Une compétence est un savoir faire qui s'exprime par la mise en oeuvre de connaissances en vue d'un objectif pratique, dans un contexte qui peut être variable et imposer des adaptations. On parle trop couramment de "contrôle des compétences" dans certaines institutions d'enseignement, alors qu'il s'agit simplement de contrôle de connaissances.

L'expression écrite d'une compétence prend normalement la forme d'une procédure, et si cette procédure est complète, elle précise ce qui est immuable et ce qui est susceptible de tolérances ou de variantes dans la réalisation, dans quelles conditions, dans quelles limites, etc. Dans les cas complexes, il est rare que l'on sache décrire complètement une telle procédure à cause du nombre des interactions possibles entre les divers paramètres (et parfois aussi, faute d'accord entre les experts); si l'enjeu est important (chirurgie, centrale nucléaire,...), on évacue la complexité en définissant des limites de certains paramètres réputés critiques dont le franchissement est interdit ou nécessite de "faire appel à l'expert". On a revu récemment les résultats catastrophiques de l'application de telles procédures. Il faut se rendre compte que, même pour transmettre une recette de cuisine, une rédaction exhaustive est pas si facile, dès lors qu'on doit souvent se débrouiller avec les ingrédients et les ustensiles qu'on a sous la main.

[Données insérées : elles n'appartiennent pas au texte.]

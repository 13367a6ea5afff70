//! Command-driven orchestration of the recording pipeline.
//!
//! Trigger sources (hotkey, tray, CLI timers) never touch the pipeline
//! directly; they post typed commands on an mpsc channel and the run loop
//! executes them one at a time. Provider configs are resolved from the
//! settings store at the moment each command runs, so edits between cycles
//! take effect while in-flight cycles stay untouched.

use tokio::sync::mpsc;

use crate::clipboard::ClipboardBackend;
use crate::config::{Leg, ProviderConfig, SettingsStore};
use crate::formatting::TextFormatter;
use crate::pipeline::{RecordingPipeline, RecordingSession, STATUS_RESET_DELAY};
use crate::recording::AudioCapture;
use crate::transcription::Transcriber;

/// Commands accepted by the run loop.
#[derive(Debug, Clone, Copy, PartialEq, Eq)]
pub enum AppCommand {
    /// Hotkey semantics: start when idle, stop and finish when recording.
    ToggleRecording,
    /// Stop if a recording is active; ignored otherwise.
    StopRecording,
    /// Revert the status line to ready (scheduled after a completed cycle).
    ResetStatus,
    Quit,
}

/// Final state handed back when the run loop exits.
#[derive(Debug, Clone)]
pub struct RunOutcome {
    pub session: RecordingSession,
    /// The last pipeline error, if any command failed.
    pub error: Option<String>,
}

pub struct Orchestrator<A, S, F, B>
where
    A: AudioCapture,
    S: Transcriber,
    F: TextFormatter,
    B: ClipboardBackend,
{
    pipeline: RecordingPipeline<A, S, F, B>,
    store: SettingsStore,
    api_key_override: Option<String>,
    custom_prompt: Option<String>,
    rx: mpsc::Receiver<AppCommand>,
    tx: mpsc::Sender<AppCommand>,
}

impl<A, S, F, B> Orchestrator<A, S, F, B>
where
    A: AudioCapture,
    S: Transcriber,
    F: TextFormatter,
    B: ClipboardBackend,
{
    /// Builds the orchestrator and hands back the command sender for trigger
    /// sources. `api_key_override` substitutes for both legs' stored keys
    /// (used by the diagnostic run with `OPENAI_API_KEY`).
    pub fn new(
        pipeline: RecordingPipeline<A, S, F, B>,
        store: SettingsStore,
        api_key_override: Option<String>,
        custom_prompt: Option<String>,
    ) -> (Self, mpsc::Sender<AppCommand>) {
        let (tx, rx) = mpsc::channel(16);
        let orchestrator = Orchestrator {
            pipeline,
            store,
            api_key_override,
            custom_prompt,
            rx,
            tx: tx.clone(),
        };
        (orchestrator, tx)
    }

    /// Processes commands until `Quit`, then returns the final session.
    pub async fn run(mut self) -> RunOutcome {
        let mut last_error = None;

        while let Some(command) = self.rx.recv().await {
            tracing::debug!("Handling command {:?}", command);
            match command {
                AppCommand::ToggleRecording => {
                    if self.pipeline.is_recording() {
                        self.handle_stop(&mut last_error).await;
                    } else {
                        self.handle_start(&mut last_error).await;
                    }
                }
                AppCommand::StopRecording => self.handle_stop(&mut last_error).await,
                AppCommand::ResetStatus => self.pipeline.reset_status(),
                AppCommand::Quit => break,
            }
        }

        RunOutcome {
            session: self.pipeline.session().clone(),
            error: last_error,
        }
    }

    fn leg_config(&self, leg: Leg) -> ProviderConfig {
        let mut config = self.store.provider_config(leg);
        if let Some(key) = &self.api_key_override {
            config.api_key = key.clone();
        }
        config
    }

    async fn handle_start(&mut self, last_error: &mut Option<String>) {
        let config = self.leg_config(Leg::Speech);
        if let Err(err) = self.pipeline.start(&config).await {
            if err.is_precondition() {
                tracing::warn!("Recording not started: {}", self.pipeline.status());
            } else {
                tracing::error!("Recording failed to start: {err}");
            }
            *last_error = Some(err.to_string());
        }
    }

    async fn handle_stop(&mut self, last_error: &mut Option<String>) {
        if !self.pipeline.is_recording() {
            tracing::debug!("Stop ignored, nothing is recording");
            return;
        }
        let speech = self.leg_config(Leg::Speech);
        let text = self.leg_config(Leg::Text);
        let prompt = self.custom_prompt.clone();

        match self
            .pipeline
            .stop_and_finish(&speech, &text, prompt.as_deref())
            .await
        {
            Ok(_) => {
                tracing::debug!("Pipeline back to {}", self.pipeline.state());
                let tx = self.tx.clone();
                tokio::spawn(async move {
                    tokio::time::sleep(STATUS_RESET_DELAY).await;
                    let _ = tx.send(AppCommand::ResetStatus).await;
                });
            }
            Err(err) => *last_error = Some(err.to_string()),
        }
    }
}

#[cfg(test)]
mod tests {
    use super::*;
    use async_trait::async_trait;
    use std::path::{Path, PathBuf};

    use crate::clipboard::ClipboardBridge;
    use crate::error::VoxError;

    struct StubCapture;

    #[async_trait]
    impl AudioCapture for StubCapture {
        async fn start(&mut self) -> Result<(), VoxError> {
            Ok(())
        }

        async fn stop(&mut self) -> Result<PathBuf, VoxError> {
            Ok(PathBuf::from("/tmp/a.wav"))
        }
    }

    struct StubTranscriber;

    #[async_trait]
    impl Transcriber for StubTranscriber {
        async fn transcribe(
            &self,
            _audio_path: &Path,
            _config: &ProviderConfig,
        ) -> Result<String, VoxError> {
            Ok("raw words".to_string())
        }
    }

    struct StubFormatter;

    #[async_trait]
    impl TextFormatter for StubFormatter {
        async fn format(
            &self,
            text: &str,
            _config: &ProviderConfig,
            _custom_prompt: Option<&str>,
        ) -> Result<String, VoxError> {
            Ok(format!("formatted: {text}"))
        }
    }

    struct StubClipboard;

    impl ClipboardBackend for StubClipboard {
        fn write_text(&self, _text: &str) -> Result<(), VoxError> {
            Ok(())
        }

        fn send_paste_keystroke(&self) -> Result<(), VoxError> {
            Ok(())
        }
    }

    fn store_with_key(dir: &tempfile::TempDir, key: &str) -> SettingsStore {
        let mut store = SettingsStore::open(dir.path().join("voxclip.toml")).unwrap();
        if !key.is_empty() {
            store.set_api_key(Leg::Speech, key).unwrap();
            store.set_api_key(Leg::Text, key).unwrap();
        }
        store
    }

    fn test_pipeline(
    ) -> RecordingPipeline<StubCapture, StubTranscriber, StubFormatter, StubClipboard> {
        RecordingPipeline::new(
            StubCapture,
            StubTranscriber,
            StubFormatter,
            ClipboardBridge::new(StubClipboard),
        )
    }

    #[tokio::test]
    async fn test_toggle_commands_drive_a_full_cycle() {
        let dir = tempfile::tempdir().unwrap();
        let store = store_with_key(&dir, "sk-test");
        let (orchestrator, tx) = Orchestrator::new(test_pipeline(), store, None, None);

        tx.send(AppCommand::ToggleRecording).await.unwrap();
        tx.send(AppCommand::ToggleRecording).await.unwrap();
        tx.send(AppCommand::Quit).await.unwrap();

        let outcome = orchestrator.run().await;
        assert!(outcome.error.is_none());
        assert_eq!(outcome.session.transcript, "raw words");
        assert_eq!(outcome.session.formatted, "formatted: raw words");
        assert!(!outcome.session.is_recording);
    }

    #[tokio::test]
    async fn test_missing_key_surfaces_in_outcome() {
        let dir = tempfile::tempdir().unwrap();
        let store = store_with_key(&dir, "");
        let (orchestrator, tx) = Orchestrator::new(test_pipeline(), store, None, None);

        tx.send(AppCommand::ToggleRecording).await.unwrap();
        tx.send(AppCommand::Quit).await.unwrap();

        let outcome = orchestrator.run().await;
        let error = outcome.error.expect("start should have failed");
        assert!(error.contains("API key"));
        assert!(outcome.session.status.contains("API key"));
    }

    #[tokio::test]
    async fn test_api_key_override_substitutes_stored_keys() {
        let dir = tempfile::tempdir().unwrap();
        let store = store_with_key(&dir, "");
        let (orchestrator, tx) =
            Orchestrator::new(test_pipeline(), store, Some("sk-env".to_string()), None);

        tx.send(AppCommand::ToggleRecording).await.unwrap();
        tx.send(AppCommand::StopRecording).await.unwrap();
        tx.send(AppCommand::Quit).await.unwrap();

        let outcome = orchestrator.run().await;
        assert!(outcome.error.is_none());
        assert_eq!(outcome.session.formatted, "formatted: raw words");
    }

    #[tokio::test(start_paused = true)]
    async fn test_status_reverts_to_ready_after_the_delay() {
        let dir = tempfile::tempdir().unwrap();
        let store = store_with_key(&dir, "sk-test");
        let (orchestrator, tx) = Orchestrator::new(test_pipeline(), store, None, None);

        tx.send(AppCommand::ToggleRecording).await.unwrap();
        tx.send(AppCommand::ToggleRecording).await.unwrap();
        let quit_tx = tx.clone();
        tokio::spawn(async move {
            // Past the reset delay; paused time auto-advances.
            tokio::time::sleep(STATUS_RESET_DELAY * 2).await;
            let _ = quit_tx.send(AppCommand::Quit).await;
        });

        let outcome = orchestrator.run().await;
        assert_eq!(outcome.session.status, crate::pipeline::READY_STATUS);
    }

    #[tokio::test]
    async fn test_stop_without_recording_is_ignored() {
        let dir = tempfile::tempdir().unwrap();
        let store = store_with_key(&dir, "sk-test");
        let (orchestrator, tx) = Orchestrator::new(test_pipeline(), store, None, None);

        tx.send(AppCommand::StopRecording).await.unwrap();
        tx.send(AppCommand::Quit).await.unwrap();

        let outcome = orchestrator.run().await;
        assert!(outcome.error.is_none());
    }
}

Une compétence n'est pas assimilable à une catégorie de super-connaissance procédurale, car, comme les connaissances sur lesquelles elle s'appuie, elle est soumise à un contexte implicite dont les variations dans le temps peuvent entraîner sa désuétude ou nécessiter sa refonte. Autrement dit, une compétence possède une vie propre, par dessus les connaissances. En outre, dans la vie sociale, on doit couramment mettre en oeuvre plusieurs compétences de manière coordonnée, ce qui peut en soi constituer une compétence spécifique.

A titre d'illustration, voici quelques exemples d'évolutions forcées ou de disparition de compétences : l'influence des changements de technologies et la révolution numérique dans la mise en oeuvre des compétences techniques d'ingénieur, la disparition des soudures en plomberie, les changements d'ingrédients et des ustensiles pour la cuisine en parallèle des évolutions du goût dans la remise en cause des compétences à réaliser des recettes savoureuses, etc.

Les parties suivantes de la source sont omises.